Friday, December 23. 2005

Germanies largest car rental company with one billion Euro per year in total revenue, uses XUL for all new software.

In this article in Computerwoche (German) the head of IT describes their success in combining Cobol, PHP and XUL.

XUL vs. AJAX

Thursday, December 22. 2005

How do these two relate?

They share several aspects.

- implemented in Javascript
- asynchronous client-server communication
- data might be transmitted in XML
- extensive client-side data validation
- rich user interface
- no history model (back/forward button)

Major distinctions:

- AJAX is part of the view -- and thus eye candy in most cases.
- AJAX aims at being cross-browser compatible.
- XUL can contain model, view, controller.
- XUL has full access to the user's system including local files. **
- XUL can be stand-alone. An application server is optional.
- XUL has a richer widget set compared to HTML.
- XUL can connect to databases directly.

Or in other words, you can write a full, self-contained application using XUL. In the simplest case, the appserver will only execute SQL queries. Or you could even use the SQL Mozilla extension for accessing a local SQLite database and thus create stand-alone applications.
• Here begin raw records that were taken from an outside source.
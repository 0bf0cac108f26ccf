//! Benchmarks for the Prism image processing pipeline.
//!
//! Run with: cargo bench -p prism-core

use criterion::{black_box, criterion_group, criterion_main, Criterion};
use image::{DynamicImage, ImageFormat, Rgba, RgbaImage};
use prism_core::config::{Config, EncodeConfig, LimitsConfig};
use prism_core::filter::{apply_adjustments, find_preset, oil_painting, sketch, watercolor};
use prism_core::geometry::{resize, ResizeOptions};
use prism_core::pipeline::{EncodeOptions, FormatEncoder, OutputFormat, RasterDecoder, RasterImage};
use rand::rngs::StdRng;
use rand::SeedableRng;
use std::io::Cursor;

fn gradient(width: u32, height: u32) -> RgbaImage {
    RgbaImage::from_fn(width, height, |x, y| {
        Rgba([(x * 255 / width) as u8, (y * 255 / height) as u8, ((x + y) % 256) as u8, 255])
    })
}

fn raster(width: u32, height: u32) -> RasterImage {
    RasterImage::new(DynamicImage::ImageRgba8(gradient(width, height)).to_rgb8().into(), ImageFormat::Png)
}

fn benchmark_decode(c: &mut Criterion) {
    let mut buf = Cursor::new(Vec::new());
    DynamicImage::ImageRgba8(gradient(1024, 768))
        .write_to(&mut buf, ImageFormat::Png)
        .unwrap();
    let bytes = buf.into_inner();
    let decoder = RasterDecoder::new(LimitsConfig::default());

    c.bench_function("decode_png_1024", |b| {
        b.iter(|| {
            let _ = decoder.decode(black_box(&bytes), "bench.png");
        })
    });
}

fn benchmark_resize(c: &mut Criterion) {
    let image = raster(1920, 1080);
    let options = ResizeOptions::percent(50.0);
    let max = Config::default().limits.max_image_dimension;

    c.bench_function("resize_1080p_half", |b| {
        b.iter(|| {
            let _ = resize(black_box(image.clone()), &options, max);
        })
    });
}

fn benchmark_encode_jpeg(c: &mut Criterion) {
    let image = raster(1024, 768);
    let encoder = FormatEncoder::new(EncodeConfig::default());
    let options = EncodeOptions {
        format: Some(OutputFormat::Jpeg),
        ..EncodeOptions::default()
    };

    c.bench_function("encode_jpeg_1024", |b| {
        b.iter(|| {
            let _ = encoder.convert(black_box(&image), &options);
        })
    });
}

fn benchmark_adjustments(c: &mut Criterion) {
    let image = gradient(512, 512);
    let Some(preset) = find_preset("retro") else {
        eprintln!("Skipping adjustments benchmark: preset not found");
        return;
    };

    c.bench_function("adjust_retro_512", |b| {
        b.iter(|| {
            let _ = apply_adjustments(black_box(&image), &preset.config);
        })
    });
}

fn benchmark_artistic(c: &mut Criterion) {
    let image = gradient(512, 512);

    c.bench_function("oil_painting_512", |b| {
        let mut rng = StdRng::seed_from_u64(7);
        b.iter(|| {
            let _ = oil_painting(black_box(&image), 100.0, 12, &mut rng);
        })
    });

    c.bench_function("watercolor_512", |b| {
        b.iter(|| {
            let _ = watercolor(black_box(&image), 100.0, 0.5);
        })
    });

    c.bench_function("sketch_512", |b| {
        b.iter(|| {
            let _ = sketch(black_box(&image), 100.0);
        })
    });
}

criterion_group!(
    benches,
    benchmark_decode,
    benchmark_resize,
    benchmark_encode_jpeg,
    benchmark_adjustments,
    benchmark_artistic,
);
criterion_main!(benches);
** Note that I don't care about remote XUL. Our apps always have the XPConnect privilege.

R.I.P. XULMaker

Thursday, December 22. 2005

One of the selling points of XUL was creating user interfaces visually.
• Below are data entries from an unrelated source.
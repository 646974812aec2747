use std::collections::{BTreeMap, HashMap};
use std::path::Path;

use serde::Deserialize;

use super::{Annotation, AnnotationProvider, PosePoint, Rect};
use crate::error::{ChunkError, Result};

#[derive(Deserialize)]
struct FaceFile {
    frames: HashMap<String, FaceRecord>,
}

#[derive(Deserialize)]
struct FaceRecord {
    id: String,
    #[serde(rename = "rect.x")]
    x: f64,
    #[serde(rename = "rect.y")]
    y: f64,
    #[serde(rename = "rect.w")]
    w: f64,
    #[serde(rename = "rect.h")]
    h: f64,
    #[serde(rename = "poseValid")]
    pose_valid: bool,
    detected: bool,
    #[serde(default)]
    points: BTreeMap<String, PointRecord>,
}

#[derive(Deserialize)]
struct PointRecord {
    x: f64,
    y: f64,
    valid: bool,
    estimated: bool,
    quality: f64,
}

impl From<FaceRecord> for Annotation {
    fn from(record: FaceRecord) -> Self {
        Annotation {
            face_id: record.id,
            rect: Rect { x: record.x, y: record.y, w: record.w, h: record.h },
            pose_valid: record.pose_valid,
            detected: record.detected,
            points: record
                .points
                .into_iter()
                .map(|(id, p)| {
                    let point = PosePoint {
                        x: p.x,
                        y: p.y,
                        valid: p.valid,
                        estimated: p.estimated,
                        quality: p.quality,
                    };
                    (id, point)
                })
                .collect(),
        }
    }
}

/// Face tracking results saved by an earlier tracker run, keyed by frame index.
#[derive(Debug, Default)]
pub struct FaceDataset {
    frames: HashMap<u64, Annotation>,
}

impl FaceDataset {
    pub fn load(path: &Path) -> Result<Self> {
        let data = crate::utils::file_utils::read_file(path)
            .map_err(|e| ChunkError::AnnotationLoadFailed(format!("{:#}", e)))?;
        let dataset = Self::from_json(&data)
            .map_err(|e| ChunkError::AnnotationLoadFailed(format!("{}: {}", path.display(), e)))?;
        crate::utils::logger::info(&format!(
            "Loaded {} face annotations from {}",
            dataset.len(),
            path.display()
        ));
        Ok(dataset)
    }

    pub fn from_json(data: &[u8]) -> std::result::Result<Self, String> {
        let file: FaceFile = serde_json::from_slice(data).map_err(|e| e.to_string())?;
        let mut frames = HashMap::with_capacity(file.frames.len());
        for (key, record) in file.frames {
            let index = key
                .trim()
                .parse::<u64>()
                .map_err(|_| format!("frame key {:?} is not a frame index", key))?;
            frames.insert(index, Annotation::from(record));
        }
        Ok(Self { frames })
    }

    #[cfg(test)]
    pub fn from_annotations(frames: HashMap<u64, Annotation>) -> Self {
        Self { frames }
    }

    pub fn len(&self) -> usize {
        self.frames.len()
    }
}

impl AnnotationProvider for FaceDataset {
    fn lookup(&self, frame_index: u64) -> Result<&Annotation> {
        self.frames
            .get(&frame_index)
            .ok_or(ChunkError::AnnotationMissing { frame: frame_index })
    }
}

#[cfg(test)]
mod tests {
    use super::*;

    const SAMPLE: &str = r#"{
        "frames": {
            "1": {
                "id": "face-0",
                "rect.x": 10, "rect.y": 20, "rect.w": 100, "rect.h": 120,
                "poseValid": true,
                "detected": true,
                "points": {
                    "5": {"x": 1.5, "y": 2.5, "valid": true, "estimated": false, "quality": 0.9},
                    "12": {"x": 3.0, "y": 4.0, "valid": false, "estimated": true, "quality": 0.1}
                }
            },
            "2": {
                "id": "face-0",
                "rect.x": 11, "rect.y": 21, "rect.w": 100, "rect.h": 120,
                "poseValid": false,
                "detected": false,
                "points": {}
            }
        }
    }"#;

    #[test]
    fn test_parse_face_file() {
        let dataset = FaceDataset::from_json(SAMPLE.as_bytes()).unwrap();
        assert_eq!(dataset.len(), 2);

        let first = dataset.lookup(1).unwrap();
        assert_eq!(first.face_id, "face-0");
        assert_eq!(first.rect, Rect { x: 10.0, y: 20.0, w: 100.0, h: 120.0 });
        assert!(first.pose_valid && first.detected);
        assert_eq!(first.points.len(), 2);
        assert_eq!(first.valid_point_count(), 1);
        assert!(first.points["12"].estimated);

        assert!(!dataset.lookup(2).unwrap().detected);
    }

    #[test]
    fn test_missing_frame_is_reported_with_index() {
        let dataset = FaceDataset::from_json(SAMPLE.as_bytes()).unwrap();
        match dataset.lookup(42) {
            Err(ChunkError::AnnotationMissing { frame }) => assert_eq!(frame, 42),
            other => panic!("unexpected lookup result: {:?}", other.map(|a| a.face_id.clone())),
        }
    }

    #[test]
    fn test_non_numeric_key_rejected() {
        let bad = r#"{"frames": {"first": {"id": "f",
            "rect.x": 0, "rect.y": 0, "rect.w": 0, "rect.h": 0,
            "poseValid": false, "detected": false, "points": {}}}}"#;
        let err = FaceDataset::from_json(bad.as_bytes()).unwrap_err();
        assert!(err.contains("first"));
    }

    #[test]
    fn test_load_missing_file() {
        let path = std::env::temp_dir().join("vchunk_no_such_faces.json");
        match FaceDataset::load(&path) {
            Err(ChunkError::AnnotationLoadFailed(_)) => {}
            _ => panic!("expected AnnotationLoadFailed"),
        }
    }
}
The most advanced implementation of that idea was XULMaker. Unfortunately, that project has not released anything for well over a year.

I shall therefore pronounce it dead. Requiescat in pace, XULMaker.

Oh, and btw. The loss is not that huge. Writing XUL using an XML editor is the choice of many developers. The hard part is coding the logic, not the presentation. Nonetheless, it was an important selling point.

Alternatives?

Business logic

Thursday, December 22. 2005

Where goes the business logic?

That depends on two factors: Where the application runs and by whom.

In the open world (think of public web sites like Gmail), you won't be able to put business logic (aka the model) on the client for obvious reason (mostly security and intellectual property).

The problem you are faced with is that your programmers have to switch between two implementation languages. On the one hand, they need to develop in a server-side language (such as Java, Ruby, Python, PHP). On the other they need to deal with often vast amounts of Javascript.

If you target older web clients, your application might even need to degrade smoothly (being non-Web2.0ish). Which means that your developers will have to implement features twice. Once on the server, once on the client. With the beautiful side effect of increasing testing complexity exponentially.

However.

In closed corporate environments you can often define new rules. Take this customer, for example.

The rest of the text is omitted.